September 11, 2003 (Computerworld) -- On Tuesday, Darl McBride, CEO and president of Unix vendor The SCO Group Inc., released an open letter offering to talk about the issues separating his company and the open-source and Linux communities. In an interview with Computerworld yesterday, McBride explained why he wrote the letter and what he expects to accomplish.
For months now, SCO has claimed that IBM illegally contributed some of SCO's protected Unix System V code to the Linux project, and has warned companies using Linux since the release of Version 2.4 of the Linux kernel that they have to pay SCO a licensing fee. Critics argue that SCO is just trying to make a last-ditch effort to stay alive through the courts and a hoped-for payoff from IBM.
Here's what McBride had to say:
When you wrote the letter, did you envision it as a a peace offering to the open-source community or is that too strong an image? Yes, it is an olive branch. We want to understand how we can move forward together here. Both sides are entrenched in their positions. This could be a 15-year knockdown, drag-out type of fight. At another level, if there's a way of resolving the differences so we move along peacefully in a shorter term that gets resolved, we're all for that.
What is your best possible scenario to come out of the letter? It would be to have our intellectual property [IP] that we feel has been misappropriated into Linux getting valued, and we're then able to move forward. We're recognizing the clout that Linux is developing, the fact that it's a worldwide phenomenon and the fact that this can really be a new standard for computing in the business environment. To the extent that we're able to get recognition for what we feel is a significant amount of contribution ... we move forward together, and Linux is able to live and we're able to get recognition for our IP.

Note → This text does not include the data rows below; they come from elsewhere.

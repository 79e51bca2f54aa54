//! Section-symbol substitution.
//!
//! The compiler sometimes emits a relocation against a *section* symbol
//! rather than against the function/object symbol defining that section.
//! Canonicalize those references: the output must link against the original
//! image's function/object symbol, not against a manufactured section
//! symbol.

use excise_object::elf64::SymbolType;
use log::debug;

use crate::model::{ObjectModel, SymbolId};

/// Replace every section-symbol relocation reference by the defining
/// function/object symbol of that section, when there is one.
pub fn replace_section_symbols(patched: &mut ObjectModel) {
    let mut replacements: Vec<(usize, usize, SymbolId)> = Vec::new();

    for id in patched.section_ids() {
        let Some(relas) = patched.section(id).relas() else { continue };

        for (position, rela) in relas.iter().enumerate() {
            let symbol = patched.symbol(rela.symbol);

            if symbol.r#type != SymbolType::Section {
                continue;
            }

            let Some(sec) = symbol.sec else { continue };
            let Some(defining) = patched.section(sec).sym() else { continue };

            debug!(
                "replacing {} with {}",
                symbol.name,
                patched.symbol(defining).name
            );

            replacements.push((id.0, position, defining));
        }
    }

    for (section, position, symbol) in replacements {
        if let Some(relas) = patched.sections[section].relas_mut() {
            relas[position].symbol = symbol;
        }
    }
}
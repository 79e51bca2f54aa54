//! Default file reader.

use std::{fs, io::Read};

use super::*;

/// File reader based on the standard and default file system calls.
pub struct File {
    inner: fs::File,
}

impl FileReader for File {
    type Bytes = Vec<u8>;

    fn open<P>(path: P) -> Result<Self>
    where
        P: AsRef<Path>,
    {
        Ok(Self { inner: fs::File::open(path)? })
    }

    fn read_as_bytes(mut self) -> Result<Self::Bytes> {
        let mut buffer = Vec::new();
        self.inner.read_to_end(&mut buffer)?;

        Ok(buffer)
    }
}
//! `excise-object` reads and writes relocatable object files in the `elf64`
//! binary format.
//!
//! Reading is built out of small `nom` parsers, all parameterized by a
//! [`Number`] implementation carrying the byte order. Every parsed structure
//! has a mirror [`Write`] implementation so that a transformed object can be
//! serialized back, byte for byte.


mod combinators;
#[cfg(feature = "elf64")]
pub mod elf64;
mod endianness;
mod read_write;

pub use endianness::*;
pub use read_write::*;

/// Represent the input type of the parsers.
pub type Input<'a> = &'a [u8];

/// Represent the result returned by the parsers.
pub type Result<'a, O, E> = nom::IResult<Input<'a>, O, E>;

/// Errors used by the crate.
pub mod errors {
    pub use nom::Err as Error;

    /// Represent an error that can be used by parser, which doesn't accumulate
    /// multiple errors, but stores just one.
    pub type SingleError<'a> = nom::error::Error<super::Input<'a>>;

    pub use nom::error::ErrorKind;
}
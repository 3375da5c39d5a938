//! Backend API contract
//!
//! Two operations are consumed from the backend: listing the exchange catalog
//! and fetching the flowchart of one exchange. [`ExchangeApi`] is the seam the
//! rest of the crate talks to; [`HttpApiClient`] speaks HTTP and
//! [`MockApiClient`] serves canned data for offline use.

#[cfg(not(target_arch = "wasm32"))]
mod http;
mod mock;

#[cfg(not(target_arch = "wasm32"))]
pub use http::HttpApiClient;
pub use mock::MockApiClient;

use async_trait::async_trait;
use serde_json::Value;

use crate::core::{Direction, ExchangeCatalog, ExplorerConfig, ExplorerError, Result};

/// Message used when the catalog request fails
pub const EXCHANGES_FAILED: &str = "Failed to fetch exchanges";

/// Message used when the flowchart request fails without a server message
pub const FLOWCHART_FAILED: &str = "Failed to fetch flowchart";

/// Message used when the flowchart response is neither text nor a JSON failure
pub const UNEXPECTED_FORMAT: &str = "Unexpected response format from API";

/// `Accept` header sent with flowchart requests
pub const FLOWCHART_ACCEPT: &str = "text/vnd.mermaid, text/plain";

/// Content types whose body is returned verbatim
const TEXT_CONTENT_TYPES: [&str; 3] = ["text/plain", "text/vnd.mermaid", "image/svg+xml"];

/// Client side of the exchange backend
#[async_trait]
pub trait ExchangeApi: Send + Sync {
    /// Fetch the full exchange catalog
    async fn fetch_exchanges(&self) -> Result<ExchangeCatalog>;

    /// Fetch the flowchart text (diagram source or SVG) for one exchange
    async fn fetch_flowchart(&self, exchange: &str, direction: Direction) -> Result<String>;

    /// Name used in log fields
    fn name(&self) -> &'static str;
}

/// Build the API implementation selected by the configuration
#[cfg(not(target_arch = "wasm32"))]
pub fn build_api(config: &ExplorerConfig) -> Result<Box<dyn ExchangeApi>> {
    let config = config.clone().validated()?;
    if config.mock_mode {
        tracing::info!("Mock mode enabled, serving canned catalog");
        Ok(Box::new(MockApiClient::new()))
    } else {
        Ok(Box::new(HttpApiClient::new(config)?))
    }
}

/// Build the API implementation selected by the configuration
///
/// Only mock mode is available in browser builds; the host page performs real
/// requests itself.
#[cfg(target_arch = "wasm32")]
pub fn build_api(config: &ExplorerConfig) -> Result<Box<dyn ExchangeApi>> {
    if config.mock_mode {
        Ok(Box::new(MockApiClient::new()))
    } else {
        Err(ExplorerError::config_error(
            "HTTP client is not available in browser builds",
        ))
    }
}

/// Map a flowchart response to its text or to an error
///
/// `content_type` is the raw `Content-Type` header value, if any.
pub fn interpret_flowchart_response(
    success: bool,
    content_type: Option<&str>,
    body: &str,
) -> Result<String> {
    if !success {
        let message = serde_json::from_str::<Value>(body)
            .ok()
            .and_then(|json| json.get("message").and_then(Value::as_str).map(String::from))
            .unwrap_or_else(|| FLOWCHART_FAILED.to_string());
        return Err(ExplorerError::network_error(message));
    }

    if let Some(content_type) = content_type {
        let content_type = content_type.to_ascii_lowercase();
        if TEXT_CONTENT_TYPES.iter().any(|t| content_type.contains(t)) {
            return Ok(body.to_string());
        }
    }

    // A success-flagged JSON body has nothing this client can display
    let json: Value = serde_json::from_str(body)
        .map_err(|_| ExplorerError::format_error(UNEXPECTED_FORMAT))?;
    if !is_truthy(json.get("success")) {
        let message = json
            .get("message")
            .and_then(Value::as_str)
            .unwrap_or(FLOWCHART_FAILED);
        return Err(ExplorerError::network_error(message));
    }
    Err(ExplorerError::format_error(UNEXPECTED_FORMAT))
}

fn is_truthy(value: Option<&Value>) -> bool {
    match value {
        None | Some(Value::Null) => false,
        Some(Value::Bool(b)) => *b,
        Some(Value::Number(n)) => n.as_f64().is_some_and(|n| n != 0.0 && !n.is_nan()),
        Some(Value::String(s)) => !s.is_empty(),
        Some(Value::Array(_)) | Some(Value::Object(_)) => true,
    }
}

Why did you send the letter? The letter was spurred on in large part by the distributed denial-of-service attacks we've been receiving [at SCO's Web site] over the last few weeks. We have gotten a handle on the attacks, we've taken defensive measures. It really started me thinking about what is going on here at the "big picture" level. We have a court date set with IBM for April 11, 2005. Is this going to be our collective lives for the next couple of years, attack and counterattack, back and forth? Sometimes when you get in the battlefield you have to step back once in a while and say, "Where are we and what's going on?" That's what spurred it.
What we're trying to say is, No.1, intellectual property is very important in establishing this [Linux] platform and to just take this "don't ask, don't tell" methodology [toward IP], we don't think that works. If we're going into a new business environment around Linux, well, let's ask the question right upfront: Does the free business model work? Everything we've looked at, whether it's free Internet, free telecom, free music, all of these things tend to, for one reason or another, not work over an extended period of time. Clearly, the free model just about killed our company, and I would argue that it's going to kill a lot of other software companies if the GPL [General Public License] is able to gain a foothold and run rampant throughout the industry.
Is this letter setting a more conciliatory tone than you've had in the recent past toward the open-source community? I believe it kind of was [more conciliatory].